## Directions
Return the run of lines below that opens with the line containing "before they have" and closes with the line containing "in bits, such", keeping each one exact.

## Supplied data
// Copyright © 2024 The keccak-collision authors
//
// This file is part of keccak-collision.
//
// keccak-collision is free software: you can redistribute it and/or modify it under
// the terms of the Mozilla Public License Version 2.0 as published by the
// Mozilla Foundation. See <https://mozilla.org/en-US/MPL/2.0/>.

//! This module contains the sponge construction over Keccak-f\[1600\]
//! with a configurable rate, capacity, and domain separation suffix.
//!
//! The main references are listed in the following:
//! - \[1\] Bertoni, Guido and Daemen, Joan and Peeters, Michaël and Van Assche, Gilles (2011).
//! Cryptographic sponge functions.
//! <https://keccak.team/files/CSF-0.1.pdf>

use crate::{
    error::SpongeError,
    primitive::state::{KeccakState, STATE_BITS},
};
use serde::{Deserialize, Serialize};

/// Parameters of a sponge as they are read from a configuration,
/// before they have been validated by [`Sponge::new`].
///
/// Attributes:
/// - `rate`: the rate in bits, a positive multiple of `8`
/// - `capacity`: the capacity in bits, such that `rate + capacity = 1600`
/// - `suffix`: the delimited domain separation suffix
///
/// # Examples
/// ```
/// use keccak_collision::construction::sponge::{Sponge, SpongeParameters};
///
/// let parameters = SpongeParameters {
///     rate: 1088,
///     capacity: 512,
///     suffix: 0x06,
/// };
///
/// let sponge = Sponge::try_from(parameters).unwrap();
///
/// assert_eq!(64, sponge.capacity_bytes());
/// ```
#[derive(Debug, Clone, Copy, Serialize, Deserialize)]
pub struct SpongeParameters {
    pub rate: usize,
    pub capacity: usize,
    pub suffix: u8,
}

/// A sponge over Keccak-f\[1600\], defined by its rate, its capacity,
/// and the suffix that is appended to every message for domain separation.
///
/// Attributes:
/// - `rate`: the number of bits absorbed and squeezed per permutation call
/// - `capacity`: the number of bits that are never output directly
/// - `suffix`: the delimited domain separation suffix, e.g. `0x06` for SHA-3
///
/// # Examples
/// ```
/// use keccak_collision::construction::sponge::Sponge;
///
/// // SHA3-256
/// let sponge = Sponge::new(1088, 512, 0x06).unwrap();
/// let output = sponge.absorb_squeeze(b"abc", 32);
///
/// assert_eq!(
///     "3a985da74fe225b2045c172d6bd390bd855f086e3e9d525b46bfe24511431532",
///     output.hex_digest()
/// );
/// ```
#[derive(Debug, Clone, Copy, PartialEq, Eq, Serialize, Deserialize)]
#[serde(try_from = "SpongeParameters", into = "SpongeParameters")]
pub struct Sponge {
    rate: usize,
    capacity: usize,
    suffix: u8,
}

/// The result of a single sponge evaluation.
///
/// Attributes:
/// - `digest`: the squeezed output
/// - `final_state`: the state that is handed to the final permutation, i.e. the
///   state after absorbing the message and XORing the padding into it.
///   Every squeezed byte is a function of this state only.
#[derive(Debug, Clone, PartialEq, Eq, Serialize, Deserialize)]
pub struct SpongeOutput {
    #[serde(with = "hex::serde")]
    pub digest: Vec<u8>,
    pub final_state: KeccakState,
}

impl SpongeOutput {
    /// Returns the digest as a lowercase hex string.
    pub fn hex_digest(&self) -> String {
        hex::encode(&self.digest)
    }
}

impl Sponge {
    /// Instantiates a new sponge.
    ///
    /// Parameters:
    /// - `rate`: the rate in bits
    /// - `capacity`: the capacity in bits
    /// - `suffix`: the delimited suffix used for domain separation
    ///
    /// Returns a new [`Sponge`] or a [`SpongeError`] if the parameters
    /// do not split the 1600 bit state.
    ///
    /// # Examples
    /// ```
    /// use keccak_collision::construction::sponge::Sponge;
    ///
    /// assert!(Sponge::new(1568, 32, 0x06).is_ok());
    /// assert!(Sponge::new(1600, 1, 0x06).is_err());
    /// ```
    ///
    /// # Errors and Failures
    /// - Returns a [`SpongeError`] of type [`InvalidParameters`](SpongeError::InvalidParameters)
    /// if `rate + capacity != 1600`, if `rate` is not a multiple of `8`, or if `rate == 0`.
    pub fn new(rate: usize, capacity: usize, suffix: u8) -> Result<Self, SpongeError> {
        if rate.checked_add(capacity) != Some(STATE_BITS) {
            return Err(SpongeError::InvalidParameters(format!(
                "rate and capacity have to sum up to {STATE_BITS}, but they were chosen as {rate} and {capacity}."
            )));
        }
        if rate % 8 != 0 {
            return Err(SpongeError::InvalidParameters(format!(
                "The rate has to be a multiple of 8, but it was chosen as {rate}."
            )));
        }
        if rate == 0 {
            return Err(SpongeError::InvalidParameters(String::from(
                "The rate has to be positive, otherwise nothing can be absorbed or squeezed.",
            )));
        }

        Ok(Self {
            rate,
            capacity,
            suffix,
        })
    }

    /// Returns the rate in bits.
    pub fn rate(&self) -> usize {
        self.rate
    }

    /// Returns the capacity in bits.
    pub fn capacity(&self) -> usize {
        self.capacity
    }

    /// Returns the domain separation suffix.
    pub fn suffix(&self) -> u8 {
        self.suffix
    }

    /// Returns the number of bytes absorbed per block.
    pub fn rate_bytes(&self) -> usize {
        self.rate / 8
    }

    /// Returns the number of bytes of the state that are never output.
    pub fn capacity_bytes(&self) -> usize {
        self.capacity / 8
    }

    /// Absorbs `message` and squeezes `output_len` bytes.
    ///
    /// Parameters:
    /// - `message`: the message to be absorbed
    /// - `output_len`: the number of bytes to be squeezed
    ///
    /// Returns the squeezed digest together with the state the
    /// final permutation was applied to.
    ///
    /// # Examples
    /// ```
    /// use keccak_collision::construction::sponge::Sponge;
    ///
    /// let sponge = Sponge::new(1568, 32, 0x06).unwrap();
    /// let output = sponge.absorb_squeeze(b"", 8);
    ///
    /// assert_eq!(8, output.digest.len());
    /// // nothing has been permuted before the padding
    /// assert_eq!(vec![0, 0, 0, 0], output.final_state.tail(4));
    /// ```
    pub fn absorb_squeeze(&self, message: &[u8], output_len: usize) -> SpongeOutput {
        let rate_bytes = self.rate_bytes();
        let mut state = KeccakState::default();

        let mut blocks = message.chunks_exact(rate_bytes);
        for block in &mut blocks {
            state.xor_bytes(0, block);
            state.permute();
        }
        let leftover = blocks.remainder();
        state.xor_bytes(0, leftover);

        state.xor_byte(leftover.len(), self.suffix);
        // the suffix's last bit would land beyond the rate
        if self.suffix & 0x80 != 0 && leftover.len() == rate_bytes - 1 {
            state.permute();
        }
        state.xor_byte(rate_bytes - 1, 0x80);
        let final_state = state;
        state.permute();

        let mut digest = Vec::with_capacity(output_len);
        loop {
            let block_len = rate_bytes.min(output_len - digest.len());
            digest.extend_from_slice(&state.to_bytes()[..block_len]);
            if digest.len() == output_len {
                break;
            }
            state.permute();
        }

        SpongeOutput {
            digest,
            final_state,
        }
    }
}

/// Evaluates the Keccak sponge with the given parameters.
///
/// Parameters:
/// - `rate`: the rate in bits
/// - `capacity`: the capacity in bits
/// - `message`: the message to be absorbed
/// - `suffix`: the delimited suffix used for domain separation
/// - `output_len`: the number of bytes to be squeezed
///
/// Returns a [`SpongeOutput`] containing the digest and the final state,
/// or a [`SpongeError`] if the parameters are invalid.
///
/// # Examples
/// ```
/// use keccak_collision::construction::sponge::keccak;
///
/// // SHA3-256 of the empty string
/// let output = keccak(1088, 512, b"", 0x06, 32).unwrap();
///
/// assert_eq!(
///     "a7ffc6f8bf1ed76651c14756a061d662f580ff4de43b49fa82d80a4b80f8434a",
///     output.hex_digest()
/// );
/// ```
///
/// # Errors and Failures
/// - Returns a [`SpongeError`] of type [`InvalidParameters`](SpongeError::InvalidParameters)
/// if `rate + capacity != 1600`, if `rate` is not a multiple of `8`, or if `rate == 0`.
pub fn keccak(
    rate: usize,
    capacity: usize,
    message: &[u8],
    suffix: u8,
    output_len: usize,
) -> Result<SpongeOutput, SpongeError> {
    Ok(Sponge::new(rate, capacity, suffix)?.absorb_squeeze(message, output_len))
}

impl TryFrom<SpongeParameters> for Sponge {
    type Error = SpongeError;

    fn try_from(params: SpongeParameters) -> Result<Self, Self::Error> {
        Sponge::new(params.rate, params.capacity, params.suffix)
    }
}

impl From<Sponge> for SpongeParameters {
    fn from(sponge: Sponge) -> Self {
        Self {
            rate: sponge.rate,
            capacity: sponge.capacity,
            suffix: sponge.suffix,
        }
    }
}

#[cfg(test)]
mod test_new {
    use super::{keccak, Sponge, SpongeParameters};
    use crate::error::SpongeError;

    /// Ensures that invalid splits of the state are rejected.
    #[test]
    fn invalid_parameters() {
        let invalid = [
            (0, 0),
            (801, 799),
            (1600, 1),
            (0, 1600),
            (1601, 0),
            (1596, 4),
            (800, 801),
            (usize::MAX, 1601),
        ];

        for (rate, capacity) in invalid {
            assert!(
                matches!(
                    Sponge::new(rate, capacity, 0x06),
                    Err(SpongeError::InvalidParameters(_))
                ),
                "({rate}, {capacity}) was accepted"
            );
            assert!(keccak(rate, capacity, b"message", 0x06, 32).is_err());
        }
    }

    /// Ensures that valid splits are accepted and reported correctly.
    #[test]
    fn valid_parameters() {
        for capacity in [0, 16, 24, 32, 40, 56, 512, 1592] {
            let sponge = Sponge::new(1600 - capacity, capacity, 0x06).unwrap();

            assert_eq!(1600 - capacity, sponge.rate());
            assert_eq!(capacity / 8, sponge.capacity_bytes());
            assert_eq!(200, sponge.rate_bytes() + sponge.capacity_bytes());
        }
    }

    /// Ensures that parameters are validated on conversion and restored unchanged.
    #[test]
    fn parameters() {
        let valid = SpongeParameters {
            rate: 1584,
            capacity: 16,
            suffix: 0x1f,
        };
        let invalid = SpongeParameters {
            rate: 1584,
            capacity: 24,
            suffix: 0x06,
        };

        let restored = SpongeParameters::from(Sponge::try_from(valid).unwrap());

        assert_eq!((1584, 16, 0x1f), (restored.rate, restored.capacity, restored.suffix));
        assert!(matches!(
            Sponge::try_from(invalid),
            Err(SpongeError::InvalidParameters(_))
        ));
    }

    /// Ensures that deserialization validates the parameters.
    #[test]
    fn deserialize() {
        let sponge: Sponge =
            serde_json::from_str(r#"{"rate": 1088, "capacity": 512, "suffix": 6}"#).unwrap();
        let invalid = serde_json::from_str::<Sponge>(r#"{"rate": 801, "capacity": 799, "suffix": 6}"#);

        assert_eq!(Sponge::new(1088, 512, 0x06).unwrap(), sponge);
        assert!(invalid.is_err());
    }
}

## Task answer
/// before they have been validated by [`Sponge::new`].
///
/// Attributes:
/// - `rate`: the rate in bits, a positive multiple of `8`
/// - `capacity`: the capacity in bits, such that `rate + capacity = 1600`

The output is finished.